Deuteronomy 29:20-29

20 The LORD will never be willing to forgive that person, because the LORD's burning anger will smolder against him. All the curses described in this book will happen to him. The LORD will erase [every memory of] that person's name from the earth.
21 And the LORD will single him out from all the tribes of Israel for disaster based on all the conditions of the promise written in this Book of the Teachings.
22 Then the next generation of your children and foreigners who come from distant countries will see the plagues that have happened in this land and the diseases the LORD sent here.
23 They will see all the soil poisoned with sulfur and salt. Nothing will be planted. Nothing will be growing. There will be no plants in sight. It will be as desolate as Sodom, Gomorrah, Admah, and Zeboiim, cities the LORD destroyed in fierce anger.
24 Then all the other nations in the world will ask, "Why has the LORD done this to their land? Why is he so angry?"
25 The answer will be, "Because they abandoned the promise of the LORD God of their ancestors. He made this promise to them when he brought them out of Egypt.
26 They worshiped other gods and bowed down to them. These were gods they never heard of, gods the LORD didn't permit them to have.
27 So the LORD became angry with this land and brought on it all the curses described in this book.
28 In his fierce anger and fury the LORD uprooted these people from their land and deported them to another country, where they still are today."
29 Some things are hidden. They belong to the LORD our God. But the things that have been revealed in these teachings belong to us and to our children forever. We must obey every word of these teachings.

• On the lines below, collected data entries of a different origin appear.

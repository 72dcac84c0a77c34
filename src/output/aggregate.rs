//! Merges every collected page into one [`CrawlResult`]
//!
//! Runs once, after all workers have stopped. Everything here is a pure
//! function of its inputs: lists keep first-seen order, ties keep page order,
//! and no hashing order leaks into the output, so aggregating the same data
//! twice yields identical results.

use crate::extract::{
    CareersData, ContactData, ContactInfo, Ctas, ImageRef, Logo, PageRecord, PressMedia,
    SocialEmbed, StructuredData, VideoEmbed, Videos, VisualElements,
};
use crate::output::clean::{clean_page_buffer, clean_text};
use crate::output::result::{
    ColorRole, ColorUsageKind, CrawlResult, LogoSet, LogoType, PageSummary, PaletteColor,
    RankedLogo, ResultMetrics, ResultSource,
};
use crate::state::{CollectedData, CrawlMetrics};
use regex::Regex;
use std::collections::{BTreeMap, HashSet};
use std::hash::Hash;
use std::sync::LazyLock;

const MAX_HERO_SECTIONS: usize = 10;
const MAX_FAQS: usize = 30;
const MAX_PRODUCT_BULLETS: usize = 50;
const MAX_PRICING: usize = 30;
const MAX_DISCLAIMERS: usize = 20;
const MAX_BANNERS: usize = 15;
const MAX_TEAM_MEMBERS: usize = 20;
const MAX_CASE_STUDIES: usize = 15;
const MAX_EVENTS: usize = 15;
const MAX_GENERAL_FORMS: usize = 15;
const MAX_COLORS: usize = 10;
const MAX_IMAGES: usize = 100;
const MAX_ADS: usize = 20;
const MAX_LOGOS: usize = 20;

const MAX_CONTACT_FORMS: usize = 5;
const MAX_CONTACT_ITEMS: usize = 5;
const MAX_PRESS_ITEMS: usize = 20;
const MAX_AWARDS: usize = 10;
const MAX_JOBS: usize = 25;
const MAX_CULTURE_SECTIONS: usize = 10;
const MAX_JSON_LD: usize = 10;
const MAX_VIDEOS_PER_PROVIDER: usize = 10;
const MAX_CTAS: usize = 20;
const MAX_CTA_TEXTS: usize = 40;
const MAX_CAROUSELS: usize = 10;
const MAX_STICKY_ELEMENTS: usize = 10;

const DARK_LOGO_MARKERS: &[&str] = &["dark", "white", "inverse"];
const AD_MARKERS: &[&str] = &["banner", "promo", "campaign", "offer"];

static RGB: LazyLock<Regex> = LazyLock::new(|| {
    Regex::new(r"(?i)^rgba?\(\s*(\d{1,3})\s*,\s*(\d{1,3})\s*,\s*(\d{1,3})\s*(?:,\s*([\d.]+)\s*)?\)$")
        .expect("rgb pattern should compile")
});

Deuteronomy 29:20-29 Meaning and Commentary

INTRODUCTION TO DEUTERONOMY 29

This chapter begins with an intimation of another covenant the Lord was about to make with the people of Israel, De 29:1; and, to prepare their minds to an attention to it, various things which the Lord had done for them are recited, De 29:2-9; the persons are particularly mentioned with whom the covenant would now be made, the substance of which is, that they should be his people, and he their God, De 29:10-15; and since they had seen the idols in Egypt and other countries, with which they might have been ensnared, they are cautioned against idolatry and idolaters, as being most provoking to the Lord, De 29:16-21; which would bring destruction not only on particular persons, but upon their whole land, to the amazement of posterity; who, inquiring the reason of it, will be told, it was because they forsook the covenant of God, and particularly were guilty of idolatry, which, whether privately or openly committed, would be always punished, De 29:22-29.